Abstract

This study reveals a pronounced out-of-phase relationship between surface air temperature (SAT) anomalies over northeast Eurasia in boreal winter and following summer during 1980-2017. A colder (warmer) winter over northeast Eurasia tends to be followed by a warmer (cooler) summer of next year. The processes for the out-of-phase relation of winter and summer SAT involve the Arctic Oscillation (AO), the air-sea interaction in the North Atlantic Ocean, and a Eurasian anomalous atmospheric circulation pattern induced by the North Atlantic sea surface temperature (SST) anomalies. Winter negative Arctic Oscillation (AO)/North Atlantic Oscillation (NAO)-like atmospheric circulation anomalies lead to continental cooling over Eurasia via anomalous advection and a tripolar SST anomaly pattern in the North Atlantic.

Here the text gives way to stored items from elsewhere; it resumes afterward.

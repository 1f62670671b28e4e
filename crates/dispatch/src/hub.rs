//! Depth bucketed route table.
//!
//! A [`RouterHub`] groups the routes sharing one base pattern together with the
//! filters guarding them. The base pattern is the domain literal plus the literal
//! path prefix before the first parameter, or plus the parent path (up to the
//! last `/`) for a plain pattern. Routes are bucketed by path depth, so a request
//! path is only tested against routes with the same number of segments.
//!
//! Inside a bucket the first registered route that matches wins; there is no
//! specificity scoring. Register the more specific pattern first when two
//! patterns can match the same path:
//!
//! ```
//! use micro_dispatch::{handler_fn, RouteConfig, RouterHub};
//!
//! let me = handler_fn(|_, resp, _| {
//!     resp.write_str("me");
//!     Ok(())
//! });
//! let someone = handler_fn(|_, resp, _| {
//!     resp.write_str("someone");
//!     Ok(())
//! });
//!
//! let mut hub = RouterHub::new("/users/");
//! hub.route("/users/me", me, RouteConfig::new())?.route("/users/:id", someone, RouteConfig::new())?;
//!
//! let matched = hub.at("/users/me").unwrap();
//! assert_eq!(matched.route().pattern().pattern(), "/users/me");
//! # Ok::<(), micro_dispatch::RouteError>(())
//! ```
//!
//! A hub is built during startup and is read only once requests are served;
//! registration needs `&mut self`, serving only `&self`.

use std::collections::HashMap;
use std::fmt;

use tracing::{debug, trace};

use crate::context::RequestContext;
use crate::error::{HandlerError, RouteError};
use crate::filter::Filter;
use crate::pattern::path_depth;
use crate::request::{PathParams, Request};
use crate::response::Response;
use crate::route::{RequestHandler, RouteConfig, RouteEntry};

/// A table of routes sharing the same base pattern, with its filter chain.
pub struct RouterHub {
    base_pattern: String,
    filters: Vec<Box<dyn Filter>>,
    routes_by_depth: HashMap<usize, Vec<RouteEntry>>,
    config: RouteConfig,
}

/// A route matched by [`RouterHub::at`], with the parameters captured from the path.
#[derive(Debug)]
pub struct RouteMatch<'hub> {
    route: &'hub RouteEntry,
    params: PathParams,
}

impl<'hub> RouteMatch<'hub> {
    pub fn route(&self) -> &'hub RouteEntry {
        self.route
    }

    pub fn params(&self) -> &PathParams {
        &self.params
    }

    pub fn into_params(self) -> PathParams {
        self.params
    }
}

/// Outcome of running a request through the hub.
#[derive(Debug)]
pub(crate) struct Dispatched<'hub> {
    /// The matched route, none if a filter finished the request, failed, or nothing matched.
    pub(crate) route: Option<&'hub RouteEntry>,
    pub(crate) result: Result<(), HandlerError>,
}

impl RouterHub {
    /// Creates an empty hub for the given base pattern.
    pub fn new(base_pattern: impl Into<String>) -> Self {
        Self {
            base_pattern: base_pattern.into(),
            filters: Vec::new(),
            routes_by_depth: HashMap::new(),
            config: RouteConfig::default(),
        }
    }

    /// Sets the hub level configuration, used when no route has been matched.
    #[must_use]
    pub fn with_config(mut self, config: RouteConfig) -> Self {
        self.config = config;
        self
    }

    pub fn base_pattern(&self) -> &str {
        &self.base_pattern
    }

    pub fn config(&self) -> &RouteConfig {
        &self.config
    }

    /// Returns the number of registered routes.
    pub fn len(&self) -> usize {
        self.routes_by_depth.values().map(Vec::len).sum()
    }

    pub fn is_empty(&self) -> bool {
        self.routes_by_depth.is_empty()
    }

    /// Adds a route to the hub, after the routes already registered at the same depth.
    ///
    /// # Errors
    ///
    /// Returns [`RouteError::RouteConflict`] if the route's base pattern differs from the hub's.
    pub fn add_route(&mut self, entry: RouteEntry) -> Result<&mut Self, RouteError> {
        let pattern = entry.pattern();
        if pattern.base_pattern() != self.base_pattern {
            return Err(RouteError::route_conflict(pattern.pattern(), &self.base_pattern));
        }

        self.routes_by_depth.entry(pattern.depth()).or_default().push(entry);
        Ok(self)
    }

    /// Compiles the pattern and adds the resulting route.
    ///
    /// # Errors
    ///
    /// Returns [`RouteError::InvalidPattern`] or [`RouteError::RouteConflict`].
    pub fn route<H>(&mut self, pattern: &str, handler: H, config: RouteConfig) -> Result<&mut Self, RouteError>
    where
        H: RequestHandler + 'static,
    {
        self.add_route(RouteEntry::new(pattern, handler, config)?)
    }

    /// Appends a filter; filters run in registration order.
    pub fn add_filter<F: Filter + 'static>(&mut self, filter: F) -> &mut Self {
        self.filters.push(Box::new(filter));
        self
    }

    /// Matches a url path against the routes of the same depth.
    pub fn at(&self, path: &str) -> Option<RouteMatch<'_>> {
        let bucket = self.routes_by_depth.get(&path_depth(path))?;
        bucket.iter().find_map(|route| route.pattern().matches(path).map(|params| RouteMatch { route, params }))
    }

    /// Runs the filter chain, then routes the request to the matched handler.
    ///
    /// Writes `404 Not Found` when no route matches.
    pub(crate) fn dispatch(&self, req: &mut Request, resp: &mut Response<'_>, ctx: &RequestContext) -> Dispatched<'_> {
        for filter in &self.filters {
            if let Err(e) = filter.filter_request(resp, ctx) {
                debug!(cause = %e, hub = %self.base_pattern, "request filter failed");
                return Dispatched { route: None, result: Err(e) };
            }

            // one filter has answered the request, the whole process is done
            if ctx.finished() {
                trace!(status = ctx.status_code(), hub = %self.base_pattern, "request finished by filter");
                return Dispatched { route: None, result: Ok(()) };
            }
        }

        let Some(matched) = self.at(req.path()) else {
            debug!(path = req.path(), hub = %self.base_pattern, "no route matched");
            resp.not_found();
            return Dispatched { route: None, result: Ok(()) };
        };

        let route = matched.route();
        trace!(path = req.path(), pattern = route.pattern().pattern(), "route matched");
        req.set_path_params(matched.into_params());
        let result = route.handler().handle_request(req, resp, ctx);
        if let Err(e) = &result {
            debug!(cause = %e, pattern = route.pattern().pattern(), "request handler failed");
        }
        Dispatched { route: Some(route), result }
    }
}

impl fmt::Debug for RouterHub {
    fn fmt(&self, f: &mut fmt::Formatter<'_>) -> fmt::Result {
        f.debug_struct("RouterHub")
            .field("base_pattern", &self.base_pattern)
            .field("filters", &self.filters.len())
            .field("routes_by_depth", &self.routes_by_depth)
            .field("config", &self.config)
            .finish()
    }
}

The North Atlantic SST anomaly pattern switches to a dipolar pattern in the following summer via air-sea interaction processes and associated surface heat flux changes. The summer North Atlantic dipolar SST anomaly pattern induces a downstream atmospheric wave train, including large-scale positive geopotential height anomalies over northeast Eurasia, which contributes to positive SAT anomalies there via enhancement of downward surface shortwave radiation and anomalous advection. Barotropic model experiments verify the role of the summer North Atlantic SST anomalies in triggering the atmospheric wave train over Eurasia. Through the above processes, a colder winter is followed by a warmer summer over northeast Eurasia. The above processes apply to the years when warmer winters are followed by cooler summers except for opposite signs of SAT, atmospheric circulation, and SST anomalies.